From: Philippe Verdy (verdy_p@wanadoo.fr)
Date: Wed May 09 2007 - 13:40:59 CDT
Richard Wordingham wrote:
> Philippe Verdy wrote on Tuesday, May 08, 2007 at 8:57 PM
> > Are we guaranteed to have, with existing normative Unicode definitions
> > and stability rules, for every string S in a locale L, the following
> > equalities starting at some current orpast version of the Unicode
> > standard and in all future versions:
> >
> > toCaseFold(toLowerCase(S, L), L)
> > = toCaseFold(toUpperCase(S, L), L)
> > = toCaseFold(toTitleCase(S, L), L)
> >
> > Are there existing exceptions?
>
> Yes. U+0131 LATIN SMALL LETTER DOTLESS I lowercases and casefolds to
> itself, but uppercases and titlecases to U+0049 LATIN CAPITAL LETTER I,
> which then casefolds in the default casefolding to U+0069 LATIN SMALL
> LETTER
> I.
>
> U+0130 LATIN CAPITAL LETTER I WITH DOT ABOVE misbehaves similarly (mutatis
> mutandis) in the default simple mappings.

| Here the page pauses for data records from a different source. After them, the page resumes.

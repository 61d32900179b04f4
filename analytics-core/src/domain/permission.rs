//! Permission domain types
//!
//! Mirrors the resource permission model of the external permission service.
//! Every pipeline is a resource under a single topic; subjects (users, groups,
//! roles) are granted capabilities independently.

use serde::{Deserialize, Serialize};
use std::collections::HashMap;
use std::fmt;

/// A capability that can be granted on a resource
#[derive(Debug, Clone, Copy, PartialEq, Eq, Hash, Serialize, Deserialize)]
#[serde(rename_all = "lowercase")]
pub enum Capability {
    Read,
    Write,
    Execute,
    Administrate,
}

impl Capability {
    /// Short code used by the permission service API
    pub fn code(self) -> &'static str {
        match self {
            Capability::Read => "r",
            Capability::Write => "w",
            Capability::Execute => "x",
            Capability::Administrate => "a",
        }
    }
}

impl fmt::Display for Capability {
    fn fmt(&self, f: &mut fmt::Formatter<'_>) -> fmt::Result {
        let name = match self {
            Capability::Read => "read",
            Capability::Write => "write",
            Capability::Execute => "execute",
            Capability::Administrate => "administrate",
        };
        f.write_str(name)
    }
}

/// The four independent capabilities of one subject on one resource
#[derive(Debug, Clone, Copy, Default, PartialEq, Eq, Serialize, Deserialize)]
#[serde(default)]
pub struct PermissionsMap {
    pub read: bool,
    pub write: bool,
    pub execute: bool,
    pub administrate: bool,
}

impl PermissionsMap {
    /// All capabilities granted
    pub fn all() -> Self {
        Self {
            read: true,
            write: true,
            execute: true,
            administrate: true,
        }
    }

    pub fn allows(&self, capability: Capability) -> bool {
        match capability {
            Capability::Read => self.read,
            Capability::Write => self.write,
            Capability::Execute => self.execute,
            Capability::Administrate => self.administrate,
        }
    }
}

/// Per-user, per-group and per-role capability maps of a resource
#[derive(Debug, Clone, Default, PartialEq, Eq, Serialize, Deserialize)]
#[serde(default)]
pub struct ResourcePermissions {
    pub user_permissions: HashMap<String, PermissionsMap>,
    pub group_permissions: HashMap<String, PermissionsMap>,
    pub role_permissions: HashMap<String, PermissionsMap>,
}

impl ResourcePermissions {
    /// Record granting the owner every capability and nothing to anyone else
    pub fn owned_by(user_id: &str) -> Self {
        let mut permissions = Self::default();
        permissions.grant_owner(user_id);
        permissions
    }

    /// Ensures `user_id` holds every capability, leaving other subjects untouched
    pub fn grant_owner(&mut self, user_id: &str) {
        self.user_permissions
            .insert(user_id.to_string(), PermissionsMap::all());
    }

    /// Whether a subject with the given user id, groups and roles holds `capability`
    pub fn allows(
        &self,
        user_id: &str,
        groups: &[String],
        roles: &[String],
        capability: Capability,
    ) -> bool {
        let by_user = self
            .user_permissions
            .get(user_id)
            .is_some_and(|p| p.allows(capability));
        let by_group = groups.iter().any(|g| {
            self.group_permissions
                .get(g)
                .is_some_and(|p| p.allows(capability))
        });
        let by_role = roles.iter().any(|r| {
            self.role_permissions
                .get(r)
                .is_some_and(|p| p.allows(capability))
        });

        by_user || by_group || by_role
    }
}

/// A resource registered with the permission service
#[derive(Debug, Clone, Default, PartialEq, Eq, Serialize, Deserialize)]
#[serde(default)]
pub struct Resource {
    pub id: String,
    pub topic_id: String,
    #[serde(flatten)]
    pub permissions: ResourcePermissions,
}

/// A topic groups resources of one kind and defines their default permissions
#[derive(Debug, Clone, Default, PartialEq, Eq, Serialize, Deserialize)]
#[serde(default)]
pub struct Topic {
    pub id: String,
    pub default_permissions: ResourcePermissions,
}
//! Health Check API Handler

use axum::{http::StatusCode, response::IntoResponse};

/// GET /health
/// Liveness probe; touches neither the store nor the permission service
pub async fn health_check() -> impl IntoResponse {
    (StatusCode::OK, "OK")
}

Hmmm. Although I remembered the effect of lowercase and uppercase/titlecase
mappings on these letters, I did not remember that this applied to the case
folding mapping.
This is really unfortunate, because the effect of casefolding should exactly
erase the effect of these differences, i.e:
- When locale L is Turkish or Azeri, all case mappings should preserve the
difference between dotted and undotted letters i
- When locale L is neutral or other than Turkish or Azeri, the case folding
should map all four letters to the same letter, ignoring the soft dot.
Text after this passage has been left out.